Exercise data START
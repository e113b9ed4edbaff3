//! Broker: keeps queued orders at the best price
//!
//! The broker owns one [`OrderQueue`] per instrument and runs as a single
//! event loop. Book changes, fill notifications and the completions of
//! place/cancel calls all arrive on one inbox and are handled one at a
//! time, so handlers never interleave their mutations of a queue. Gateway
//! calls run in spawned tasks and post their result back to the inbox,
//! which means a slow call only holds up the order that issued it.
//!
//! Two guards sit on top of that:
//! - `Ready` status locks a single order while one of its calls is in
//!   flight; book changes skip it until the call resolves.
//! - the `active` flag gates requoting as a whole. The fill handler clears
//!   it for its duration and restores the previous value on exit.

use std::collections::HashMap;
use std::sync::atomic::{AtomicBool, Ordering};
use std::sync::Arc;

use rust_decimal::Decimal;
use thiserror::Error;
use tokio::sync::{broadcast, mpsc};
use tracing::{debug, error, info, warn};

use crate::config::BrokerConfig;
use crate::feed::{FeedEvent, MarketDataFeed};
use crate::gateway::{
    ExchangeGateway, FillNotification, GatewayEvent, GatewayResult, PlaceAck, PlaceRequest,
};
use crate::order::{Order, OrderError, OrderStatus};
use crate::queue::OrderQueue;
use crate::types::{BookTop, Instrument};

/// Errors surfaced by broker operations
#[derive(Debug, Error, Clone, PartialEq)]
pub enum BrokerError {
    #[error("invalid order: {0}")]
    InvalidOrder(String),

    #[error(transparent)]
    Order(#[from] OrderError),
}

/// Lifecycle events published to broker observers
#[derive(Debug, Clone)]
pub enum BrokerEvent {
    Placed(Order),
    Rejected(Order),
    Cancelled(Order),
    Fill(Order),
    Error(String),
}

impl BrokerEvent {
    pub fn kind(&self) -> &'static str {
        match self {
            BrokerEvent::Placed(_) => "placed",
            BrokerEvent::Rejected(_) => "rejected",
            BrokerEvent::Cancelled(_) => "cancelled",
            BrokerEvent::Fill(_) => "fill",
            BrokerEvent::Error(_) => "error",
        }
    }

    pub fn order(&self) -> Option<&Order> {
        match self {
            BrokerEvent::Placed(order)
            | BrokerEvent::Rejected(order)
            | BrokerEvent::Cancelled(order)
            | BrokerEvent::Fill(order) => Some(order),
            BrokerEvent::Error(_) => None,
        }
    }
}

/// Handle to a queued order: its instrument and slot in that queue
#[derive(Debug, Clone, PartialEq, Eq, Hash)]
pub struct OrderRef {
    instrument: Instrument,
    index: usize,
}

impl OrderRef {
    pub fn instrument(&self) -> &Instrument {
        &self.instrument
    }

    pub fn index(&self) -> usize {
        self.index
    }
}

enum Inbox {
    Feed {
        instrument: Instrument,
        event: FeedEvent,
    },
    Gateway(GatewayEvent),
    Placed {
        slot: OrderRef,
        result: GatewayResult<PlaceAck>,
    },
    Cancelled {
        slot: OrderRef,
        reprice: Decimal,
        result: GatewayResult<()>,
    },
    /// Cancel of a venue order whose placement resolved after its order filled
    OrphanCancelled {
        order_id: String,
        result: GatewayResult<()>,
    },
}

enum Work {
    Place(OrderRef, PlaceRequest),
    Cancel(OrderRef, String, Decimal),
}

/// Clears the `active` flag and puts the previous value back on drop,
/// including when the guarded body bails out early.
struct Suspend {
    flag: Arc<AtomicBool>,
    prior: bool,
}

impl Suspend {
    fn engage(flag: &Arc<AtomicBool>) -> Self {
        let prior = flag.swap(false, Ordering::SeqCst);
        Self {
            flag: Arc::clone(flag),
            prior,
        }
    }
}

impl Drop for Suspend {
    fn drop(&mut self) {
        self.flag.store(self.prior, Ordering::SeqCst);
    }
}

pub struct Broker {
    gateway: Arc<dyn ExchangeGateway>,
    feed: Arc<dyn MarketDataFeed>,
    config: BrokerConfig,
    queues: HashMap<Instrument, OrderQueue>,
    active: Arc<AtomicBool>,
    fills_armed: bool,
    events: broadcast::Sender<BrokerEvent>,
    inbox_tx: mpsc::UnboundedSender<Inbox>,
    inbox_rx: mpsc::UnboundedReceiver<Inbox>,
}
Exercise data END
> What the exercise asks
Search the entries for the word "flag". Copy every line where it occurs.

> Result of the task
//! - the `active` flag gates requoting as a whole. The fill handler clears
/// Clears the `active` flag and puts the previous value back on drop,
    flag: Arc<AtomicBool>,
    fn engage(flag: &Arc<AtomicBool>) -> Self {
        let prior = flag.swap(false, Ordering::SeqCst);
            flag: Arc::clone(flag),
        self.flag.store(self.prior, Ordering::SeqCst);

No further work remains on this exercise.